Fromberg denied that the TLC steered Ford Chariot to get the correct licenses to serve the L Train corridor.

“They chose the license type that works for them.  We didn’t require them to get one or another type. If they meet all the criteria for what they applied for, they get a license,” said Fromberg via email.

Another TLC spokesperson, Rebecca Harshbarger, characterized Ford Chariot as being in the late stages of obtaining these licenses. She also said the agency meets regularly with commuter van members and characterized their relationship as conversational.

Harshbarger deferred in answering if the commuter van industry approached the TLC – or the TLC approached Ford Chariot – concerning running an alternative route along the L train corridor once it is shuttered.

“I apologize for any inconvenience, but that’s more appropriately answered by DOT, since they are coordinating that issue,” said Harshbarger.

The DOT did not return repeated questions from KCP involving alternative service along the L train corridor once it’s closed.

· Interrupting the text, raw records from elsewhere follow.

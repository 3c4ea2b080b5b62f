//! Runtime configuration: built-in defaults, an optional config file, CLI overrides.
//!
//! The config file lives at `$XDG_CONFIG_HOME/twmtg/config.toml` (or
//! `$HOME/.config/twmtg/config.toml`) and holds flat `key = value` lines:
//!
//! ```text
//! cache_dir = "/var/cache/twmtg"   # quoted strings
//! read_timeout_secs = 900          # bare integers
//! ```

use std::ffi::OsString;
use std::fmt;
use std::path::{Path, PathBuf};

use thiserror::Error;
use tracing::debug;

use crate::db::{DEFAULT_BUSY_TIMEOUT_MS, DEFAULT_MAX_CONNECTIONS, DatabaseOptions};
use crate::decompress::DecompressCommand;
use crate::fetch::{HttpTimeouts, MTGJSON_SQLITE_ASSET_URL, MTGJSON_SQLITE_CHECKSUM_URL};

/// Cards read and upserted per transaction.
pub const DEFAULT_BATCH_SIZE: u32 = 1000;

const APP_DIR: &str = "twmtg";
const CONFIG_FILE: &str = "config.toml";
const FALLBACK_CACHE_DIR: &str = ".twmtg-cache";

/// Errors raised while reading or validating the config file.
#[derive(Debug, Error)]
pub enum ConfigError {
    /// The config file exists but could not be read.
    #[error("failed to read config file '{path}': {source}")]
    Read {
        path: PathBuf,
        #[source]
        source: std::io::Error,
    },

    /// A line is not `key = value`.
    #[error("invalid config syntax on line {line}: expected key = value")]
    Syntax { line: usize },

    /// The key is not recognised.
    #[error("unknown configuration key '{key}' on line {line}")]
    UnknownKey { key: String, line: usize },

    /// The value could not be parsed for its key.
    #[error("invalid `{key}` value on line {line}: {reason}")]
    InvalidValue {
        key: &'static str,
        line: usize,
        reason: String,
    },

    /// The value parsed but is outside the accepted range.
    #[error("invalid config value for `{key}`: {value}. Expected range: {range}")]
    OutOfRange {
        key: &'static str,
        value: u64,
        range: &'static str,
    },
}

/// Values read from the config file; `None` means "not set".
#[derive(Debug, Clone, Default, PartialEq, Eq)]
pub struct FileConfig {
    pub cache_dir: Option<PathBuf>,
    pub asset_url: Option<String>,
    pub checksum_url: Option<String>,
    pub decompress_program: Option<String>,
    pub connect_timeout_secs: Option<u64>,
    pub read_timeout_secs: Option<u64>,
    pub batch_size: Option<u32>,
    pub db_max_connections: Option<u32>,
    pub db_busy_timeout_ms: Option<u32>,
}

impl FileConfig {
    /// Parses config file contents.
    ///
    /// # Errors
    ///
    /// Returns [`ConfigError`] for malformed lines, unknown keys, unparsable
    /// values and out-of-range values.
    pub fn parse(raw: &str) -> Result<Self, ConfigError> {
        let mut cfg = Self::default();
        for (index, raw_line) in raw.lines().enumerate() {
            let line_no = index + 1;
            let line = strip_inline_comment(raw_line).trim();
            if line.is_empty() {
                continue;
            }
            let Some((raw_key, raw_value)) = line.split_once('=') else {
                return Err(ConfigError::Syntax { line: line_no });
            };
            let value = raw_value.trim();

            match raw_key.trim() {
                "cache_dir" => {
                    cfg.cache_dir = Some(PathBuf::from(string_value("cache_dir", value, line_no)?));
                }
                "asset_url" => cfg.asset_url = Some(string_value("asset_url", value, line_no)?),
                "checksum_url" => {
                    cfg.checksum_url = Some(string_value("checksum_url", value, line_no)?);
                }
                "decompress_program" => {
                    cfg.decompress_program =
                        Some(string_value("decompress_program", value, line_no)?);
                }
                "connect_timeout_secs" => {
                    cfg.connect_timeout_secs =
                        Some(integer_value("connect_timeout_secs", value, line_no)?);
                }
                "read_timeout_secs" => {
                    cfg.read_timeout_secs =
                        Some(integer_value("read_timeout_secs", value, line_no)?);
                }
                "batch_size" => {
                    cfg.batch_size = Some(u32_value("batch_size", value, line_no)?);
                }
                "db_max_connections" => {
                    cfg.db_max_connections = Some(u32_value("db_max_connections", value, line_no)?);
                }
                "db_busy_timeout_ms" => {
                    cfg.db_busy_timeout_ms = Some(u32_value("db_busy_timeout_ms", value, line_no)?);
                }
                unknown => {
                    return Err(ConfigError::UnknownKey {
                        key: unknown.to_string(),
                        line: line_no,
                    });
                }
            }
        }
        cfg.validate()?;
        Ok(cfg)
    }

    /// Checks numeric values against their accepted ranges.
    ///
    /// # Errors
    ///
    /// Returns [`ConfigError::OutOfRange`] for the first offending key.
    pub fn validate(&self) -> Result<(), ConfigError> {
        check_range("connect_timeout_secs", self.connect_timeout_secs, 1, 3600, "1..=3600")?;
        check_range("read_timeout_secs", self.read_timeout_secs, 1, 3600, "1..=3600")?;
        check_range(
            "batch_size",
            self.batch_size.map(u64::from),
            1,
            100_000,
            "1..=100000",
        )?;
        check_range(
            "db_max_connections",
            self.db_max_connections.map(u64::from),
            1,
            20,
            "1..=20",
        )?;
        check_range(
            "db_busy_timeout_ms",
            self.db_busy_timeout_ms.map(u64::from),
            0,
            120_000,
            "0..=120000",
        )
    }
}

fn check_range(
    key: &'static str,
    value: Option<u64>,
    min: u64,
    max: u64,
    range: &'static str,
) -> Result<(), ConfigError> {
    match value {
        Some(value) if !(min..=max).contains(&value) => {
            Err(ConfigError::OutOfRange { key, value, range })
        }
        _ => Ok(()),
    }
}

fn strip_inline_comment(line: &str) -> &str {
    let mut in_string = false;
    for (index, ch) in line.char_indices() {
        match ch {
            '"' => in_string = !in_string,
            '#' if !in_string => return &line[..index],
            _ => {}
        }
    }
    line
}

fn string_value(key: &'static str, raw: &str, line: usize) -> Result<String, ConfigError> {
    if raw.len() < 2 || !raw.starts_with('"') || !raw.ends_with('"') {
        return Err(ConfigError::InvalidValue {
            key,
            line,
            reason: "expected double-quoted string".to_string(),
        });
    }
    Ok(raw[1..raw.len() - 1].to_string())
}

fn integer_value(key: &'static str, raw: &str, line: usize) -> Result<u64, ConfigError> {
    raw.parse::<u64>().map_err(|error| ConfigError::InvalidValue {
        key,
        line,
        reason: error.to_string(),
    })
}

fn u32_value(key: &'static str, raw: &str, line: usize) -> Result<u32, ConfigError> {
    let value = integer_value(key, raw, line)?;
    u32::try_from(value).map_err(|_| ConfigError::InvalidValue {
        key,
        line,
        reason: "integer out of range for u32".to_string(),
    })
}

/// Config file path from the environment.
///
/// Priority:
/// 1. `$XDG_CONFIG_HOME/twmtg/config.toml`
/// 2. `$HOME/.config/twmtg/config.toml`
#[must_use]
pub fn default_config_path() -> Option<PathBuf> {
    config_path_from(|name| std::env::var_os(name))
}

fn config_path_from(env: impl Fn(&str) -> Option<OsString>) -> Option<PathBuf> {
    let env = |name: &str| env(name).filter(|value| !value.is_empty());
    if let Some(base) = env("XDG_CONFIG_HOME") {
        return Some(PathBuf::from(base).join(APP_DIR).join(CONFIG_FILE));
    }
    let home = env("HOME")?;
    Some(
        PathBuf::from(home)
            .join(".config")
            .join(APP_DIR)
            .join(CONFIG_FILE),
    )
}

/// Cache directory used when neither the config file nor the CLI names one.
///
/// `$XDG_CACHE_HOME/twmtg`, else `$HOME/.cache/twmtg`, else `./.twmtg-cache`.
#[must_use]
pub fn default_cache_dir() -> PathBuf {
    cache_dir_from(|name| std::env::var_os(name))
}

fn cache_dir_from(env: impl Fn(&str) -> Option<OsString>) -> PathBuf {
    let env = |name: &str| env(name).filter(|value| !value.is_empty());
    if let Some(base) = env("XDG_CACHE_HOME") {
        return PathBuf::from(base).join(APP_DIR);
    }
    if let Some(home) = env("HOME") {
        return PathBuf::from(home).join(".cache").join(APP_DIR);
    }
    PathBuf::from(FALLBACK_CACHE_DIR)
}

/// Config file metadata after loading.
#[derive(Debug, Clone, Default)]
pub struct LoadedConfig {
    /// Path probed for the file, if a base directory is known.
    pub path: Option<PathBuf>,
    /// Parsed contents when the file exists.
    pub config: Option<FileConfig>,
}

impl LoadedConfig {
    #[must_use]
    pub fn loaded_from_file(&self) -> bool {
        self.config.is_some()
    }
}

/// Loads the config file from [`default_config_path`] if present.
///
/// # Errors
///
/// Returns [`ConfigError`] if the file exists but cannot be read or parsed.
pub fn load_default_file_config() -> Result<LoadedConfig, ConfigError> {
    match default_config_path() {
        Some(path) => load_file_config(&path).map(|config| LoadedConfig {
            path: Some(path),
            config,
        }),
        None => Ok(LoadedConfig::default()),
    }
}

/// Loads `path`, returning `Ok(None)` when it does not exist.
///
/// # Errors
///
/// Returns [`ConfigError`] if the file exists but cannot be read or parsed.
pub fn load_file_config(path: &Path) -> Result<Option<FileConfig>, ConfigError> {
    let raw = match std::fs::read_to_string(path) {
        Ok(raw) => raw,
        Err(error) if error.kind() == std::io::ErrorKind::NotFound => return Ok(None),
        Err(source) => {
            return Err(ConfigError::Read {
                path: path.to_path_buf(),
                source,
            });
        }
    };
    let config = FileConfig::parse(&raw)?;
    debug!(path = %path.display(), "config file loaded");
    Ok(Some(config))
}

/// Fully resolved settings for one pipeline.
#[derive(Debug, Clone, PartialEq, Eq)]
pub struct Settings {
    pub cache_dir: PathBuf,
    pub asset_url: String,
    pub checksum_url: String,
    pub decompress: DecompressCommand,
    pub timeouts: HttpTimeouts,
    pub batch_size: u32,
    pub db: DatabaseOptions,
}

impl Default for Settings {
    fn default() -> Self {
        Self {
            cache_dir: default_cache_dir(),
            asset_url: MTGJSON_SQLITE_ASSET_URL.to_string(),
            checksum_url: MTGJSON_SQLITE_CHECKSUM_URL.to_string(),
            decompress: DecompressCommand::default(),
            timeouts: HttpTimeouts::default(),
            batch_size: DEFAULT_BATCH_SIZE,
            db: DatabaseOptions {
                max_connections: DEFAULT_MAX_CONNECTIONS,
                busy_timeout_ms: DEFAULT_BUSY_TIMEOUT_MS,
                create_if_missing: false,
            },
        }
    }
}

impl Settings {
    /// Layers `file` over the defaults, then `cache_dir_override` (from the CLI) on top.
    #[must_use]
    pub fn resolve(file: Option<&FileConfig>, cache_dir_override: Option<PathBuf>) -> Self {
        let mut settings = Self::default();
        if let Some(file) = file {
            settings.apply_file(file);
        }
        if let Some(cache_dir) = cache_dir_override {
            settings.cache_dir = cache_dir;
        }
        settings
    }

    fn apply_file(&mut self, file: &FileConfig) {
        if let Some(cache_dir) = &file.cache_dir {
            self.cache_dir.clone_from(cache_dir);
        }
        if let Some(url) = &file.asset_url {
            self.asset_url.clone_from(url);
        }
        if let Some(url) = &file.checksum_url {
            self.checksum_url.clone_from(url);
        }
        if let Some(program) = &file.decompress_program {
            self.decompress.program.clone_from(program);
        }
        if let Some(secs) = file.connect_timeout_secs {
            self.timeouts.connect_secs = secs;
        }
        if let Some(secs) = file.read_timeout_secs {
            self.timeouts.read_secs = secs;
        }
        if let Some(batch_size) = file.batch_size {
            self.batch_size = batch_size;
        }
        if let Some(max) = file.db_max_connections {
            self.db.max_connections = max;
        }
        if let Some(ms) = file.db_busy_timeout_ms {
            self.db.busy_timeout_ms = ms;
        }
    }
}

impl fmt::Display for Settings {
    fn fmt(&self, f: &mut fmt::Formatter<'_>) -> fmt::Result {
        writeln!(f, "cache_dir = \"{}\"", self.cache_dir.display())?;
        writeln!(f, "asset_url = \"{}\"", self.asset_url)?;
        writeln!(f, "checksum_url = \"{}\"", self.checksum_url)?;
        writeln!(f, "decompress_program = \"{}\"", self.decompress.program)?;
        writeln!(f, "connect_timeout_secs = {}", self.timeouts.connect_secs)?;
        writeln!(f, "read_timeout_secs = {}", self.timeouts.read_secs)?;
        writeln!(f, "batch_size = {}", self.batch_size)?;
        writeln!(f, "db_max_connections = {}", self.db.max_connections)?;
        write!(f, "db_busy_timeout_ms = {}", self.db.busy_timeout_ms)
    }
}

Both the DOT and TLC also did not respond to questions as to their ability to grant dollar van operators an emergency licensing variance to service the corridor.

City Councilmember Jumaane Williams

City Council Member Jumaane Williams (D-Flatbush, East Flatbush, Midwood) said he has tried to reach out to both the DOT and the TLC and he is also being given the runaround when it comes to Ford Chariot.

“I’m concerned that Chariot is coming from the other side of the country while commuter van drivers have been trying for a long time to get this service and are being given the runaround. This should be a concern for all New Yorkers,” said Williams. “These commuter van drivers, who are mainly immigrants,  are being relegated to the sidelines and whenever there has been an emergency in the past they [the city] go to them.”

Meanwhile, Morrison said he contacted Mayor Bill de Blasio’s community outreach office to no avail and is threatening legal action.